The jock itch is usually caused by the same type of fungus that causes other fungal infections like athlete’s foot. In some cases, the infection may spread from infected feet to the groin area. The infection is contagious and it can spread from one person to another if they use same contaminated towels, share clothing, share various utensils for personal hygiene, and through direct contact through sexual intercourse.

Signs and symptoms of jock itch in women

Jock itch infection usually starts as a mild inflammation of the skin. The condition may become gradually worse, but jock itch is usually less severe than other fungal infections. The rash usually affects both sides of the groin, especially the skin folds. The rash is characterized by circular red raised patches on the skin, with elevated edges. The patient usually complains about itching, chafing and burning sensation in the region of the groin. The unpleasant feeling may spread even on the thigh or anal area. The skin is very red, tan or brown and looks inflamed. Flaking, peeling or cracking of the skin is also very common.

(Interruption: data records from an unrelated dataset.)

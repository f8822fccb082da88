//! Application catalog and the mount registry that renders app window contents.

use std::sync::OnceLock;

use desktop_app_contract::{AppModule, AppMountContext};
use leptos::View;
use serde::Deserialize;

use crate::{model::AppId, reducer::DesktopAction};

mod clock;

include!(concat!(env!("OUT_DIR"), "/app_catalog_generated.rs"));

#[derive(Debug, Clone, PartialEq, Eq, Deserialize)]
/// Default size of a freshly opened window.
pub struct WindowDefaults {
    /// Width in CSS pixels.
    pub width: i32,
    /// Height in CSS pixels.
    pub height: i32,
}

#[derive(Debug, Clone, PartialEq, Eq, Deserialize)]
/// One launchable application.
pub struct CatalogEntry {
    /// Application id.
    pub id: AppId,
    /// Window and dock title.
    pub title: String,
    /// Emoji glyph shown in the dock, title bar, and Spotlight.
    pub icon: String,
    /// Extra Spotlight search terms.
    pub keywords: Vec<String>,
}

impl CatalogEntry {
    /// Case-insensitive substring match on the title or any keyword.
    pub fn matches(&self, query: &str) -> bool {
        let needle = query.trim().to_lowercase();
        if needle.is_empty() {
            return true;
        }
        self.title.to_lowercase().contains(&needle)
            || self
                .keywords
                .iter()
                .any(|keyword| keyword.to_lowercase().contains(&needle))
    }

    /// Builds the reducer action that opens this app.
    pub fn open_action(&self) -> DesktopAction {
        DesktopAction::OpenApp {
            id: self.id,
            title: self.title.clone(),
            icon: self.icon.clone(),
        }
    }
}

#[derive(Debug, Clone, Deserialize)]
struct AppCatalog {
    window_defaults: WindowDefaults,
    apps: Vec<CatalogEntry>,
}

fn catalog() -> &'static AppCatalog {
    static CATALOG: OnceLock<AppCatalog> = OnceLock::new();
    CATALOG.get_or_init(|| {
        serde_json::from_str(APP_CATALOG_JSON).expect("generated app catalog should parse")
    })
}

/// Catalog entries in dock order.
pub fn catalog_entries() -> &'static [CatalogEntry] {
    &catalog().apps
}

/// Returns the catalog entry for `id`.
///
/// # Panics
///
/// Panics only if the build-validated catalog lacks `id`.
pub fn catalog_entry(id: AppId) -> &'static CatalogEntry {
    catalog_entries()
        .iter()
        .find(|entry| entry.id == id)
        .expect("catalog entry exists")
}

/// Default window size from the catalog.
pub fn window_defaults() -> &'static WindowDefaults {
    &catalog().window_defaults
}

/// Returns the mount descriptor for an app's window contents.
pub fn app_module(id: AppId) -> AppModule {
    match id {
        AppId::Finder => AppModule::new(desktop_app_finder::mount_finder),
        AppId::Files => AppModule::new(desktop_app_finder::mount_files),
        AppId::Terminal => AppModule::new(desktop_app_terminal::mount),
        AppId::Notes => AppModule::new(desktop_app_notes::mount),
        AppId::Calculator => AppModule::new(desktop_app_calculator::mount),
        AppId::Clock => AppModule::new(clock::mount),
        AppId::Weather => AppModule::new(desktop_app_weather::mount),
        AppId::VsCode => AppModule::new(desktop_app_code_viewer::mount),
        AppId::Wallpaper => AppModule::new(desktop_app_wallpaper_picker::mount),
    }
}

/// Mounts the window contents for `context.app_id`.
pub fn render_app(id: AppId, context: AppMountContext) -> View {
    app_module(id).mount(context)
}

#[cfg(test)]
mod tests {
    use pretty_assertions::assert_eq;

    use super::*;

    #[test]
    fn catalog_lists_every_app_in_dock_order() {
        let ids: Vec<AppId> = catalog_entries().iter().map(|entry| entry.id).collect();
        assert_eq!(ids, AppId::ALL.to_vec());
        assert_eq!(
            *window_defaults(),
            WindowDefaults {
                width: 600,
                height: 400,
            }
        );
    }

    #[test]
    fn entries_match_title_and_keywords_case_insensitively() {
        let terminal = catalog_entry(AppId::Terminal);
        assert!(terminal.matches("TERM"));
        assert!(terminal.matches("bash"));
        assert!(terminal.matches("   "));
        assert!(!terminal.matches("wallpaper"));
    }

    #[test]
    fn open_action_carries_catalog_title_and_icon() {
        let notes = catalog_entry(AppId::Notes);
        assert_eq!(
            notes.open_action(),
            DesktopAction::OpenApp {
                id: AppId::Notes,
                title: "Notes".to_string(),
                icon: notes.icon.clone(),
            }
        );
    }
}
//! Browser entry for the WebOS desktop.

mod web_app;

pub use web_app::{DesktopEntry, SiteApp};

/// Installs the panic hook and mounts the desktop into `<body>`.
#[cfg(all(feature = "csr", target_arch = "wasm32"))]
pub fn mount() {
    console_error_panic_hook::set_once();
    leptos::mount_to_body(|| leptos::view! { <SiteApp /> })
}
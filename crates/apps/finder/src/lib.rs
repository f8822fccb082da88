//! Finder and Files windows over the read-only mock filesystem.
//!
//! Both windows rebuild their filesystem view whenever the saved desktop files change, so notes
//! saved from Notes show up in `/home/user/Desktop`. Opening a file hands it to Notes through
//! [`desktop_app_contract::DesktopFilesService::open`].

#![warn(missing_docs, rustdoc::broken_intra_doc_links)]

mod files;
mod finder;
pub mod navigation;

use desktop_app_contract::{AppMountContext, DesktopFilesService};
use leptos::*;
use platform_host::{default_filesystem, graft_desktop_files, MockFilesystem};

use crate::navigation::{activate_item, FolderItem, ItemActivation};

pub use files::FilesApp;
pub use finder::FinderApp;

/// Mounts the Finder window contents.
pub fn mount_finder(context: AppMountContext) -> View {
    view! { <FinderApp context=context /> }.into_view()
}

/// Mounts the Files (two-pane explorer) window contents.
pub fn mount_files(context: AppMountContext) -> View {
    view! { <FilesApp context=context /> }.into_view()
}

#[derive(Debug, Clone, Copy, PartialEq, Eq)]
enum ViewMode {
    Grid,
    List,
}

fn filesystem_memo(desktop_files: DesktopFilesService) -> Memo<MockFilesystem> {
    create_memo(move |_| {
        desktop_files.files.with(|files| {
            let mut fs = default_filesystem();
            graft_desktop_files(&mut fs, files);
            fs
        })
    })
}

fn activate_path(
    fs: Memo<MockFilesystem>,
    desktop_files: DesktopFilesService,
    open_folder: impl Fn(String),
    path: &str,
) {
    match fs.with_untracked(|fs| activate_item(fs, path)) {
        Some(ItemActivation::OpenFolder(folder)) => open_folder(folder),
        Some(ItemActivation::OpenFile { name, content }) => desktop_files.open(name, content),
        None => {}
    }
}

#[component]
fn ViewModeToggle(view_mode: RwSignal<ViewMode>) -> impl IntoView {
    view! {
        <div class="app-view-toggle" role="group" aria-label="View mode">
            <button
                type="button"
                class="app-action"
                class:active=move || view_mode.get() == ViewMode::Grid
                title="Icon view"
                on:click=move |_| view_mode.set(ViewMode::Grid)
            >
                "▦"
            </button>
            <button
                type="button"
                class="app-action"
                class:active=move || view_mode.get() == ViewMode::List
                title="List view"
                on:click=move |_| view_mode.set(ViewMode::List)
            >
                "☰"
            </button>
        </div>
    }
}

#[component]
fn FolderContents(
    items: Memo<Vec<FolderItem>>,
    view_mode: RwSignal<ViewMode>,
    selected: RwSignal<Option<String>>,
    #[prop(into)] on_click: Callback<FolderItem>,
    #[prop(into)] on_activate: Callback<String>,
) -> impl IntoView {
    let is_selected = move |path: &str| selected.with(|current| current.as_deref() == Some(path));

    view! {
        <Show
            when=move || view_mode.get() == ViewMode::Grid
            fallback=move || {
                view! {
                    <table class="explorer-list" role="grid" aria-label="Folder contents">
                        <thead>
                            <tr>
                                <th>"Name"</th>
                                <th>"Type"</th>
                                <th>"Size"</th>
                                <th>"Modified"</th>
                            </tr>
                        </thead>
                        <tbody>
                            <For each=move || items.get() key=|item| item.path.clone() let:item>
                                {{
                                    let path = item.path.clone();
                                    let open_path = item.path.clone();
                                    let clicked = item.clone();
                                    view! {
                                        <tr
                                            class:selected=move || is_selected(&path)
                                            on:click=move |_| on_click.call(clicked.clone())
                                            on:dblclick=move |_| on_activate.call(open_path.clone())
                                        >
                                            <td>
                                                <span class="explorer-glyph" aria-hidden="true">{item.glyph()}</span>
                                                {item.name}
                                            </td>
                                            <td>{item.kind}</td>
                                            <td>{item.size}</td>
                                            <td>{item.modified}</td>
                                        </tr>
                                    }
                                }}
                            </For>
                        </tbody>
                    </table>
                }
            }
        >
            <div class="explorer-grid">
                <For each=move || items.get() key=|item| item.path.clone() let:item>
                    {{
                        let path = item.path.clone();
                        let open_path = item.path.clone();
                        let clicked = item.clone();
                        view! {
                            <div
                                class="explorer-grid-item"
                                class:selected=move || is_selected(&path)
                                on:click=move |_| on_click.call(clicked.clone())
                                on:dblclick=move |_| on_activate.call(open_path.clone())
                            >
                                <div class="explorer-grid-glyph" aria-hidden="true">{item.glyph()}</div>
                                <div class="explorer-grid-name">{item.name}</div>
                            </div>
                        }
                    }}
                </For>
            </div>
        </Show>
    }
}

The rash usually spreads down the inner thigh, becoming progressively more red and more raised in the areas that have been infected longer.

Diagnosis and treatment of jock itch in women

Jock itch in women is usually diagnosed based on the symptoms and skin appearance. In some cases a doctor may want to use a small skin biopsy and examine the tissue under the microscope to make sure the diagnosis is right. Treatment normally involves antifungal medications, allylamines and azoles. In more advanced cases, doctors will recommend prescription medication, usually topical medications or oral medications. Thoroughly cleaning the area with a hand-held shower head and soap is another successful way to make the infection disappear faster.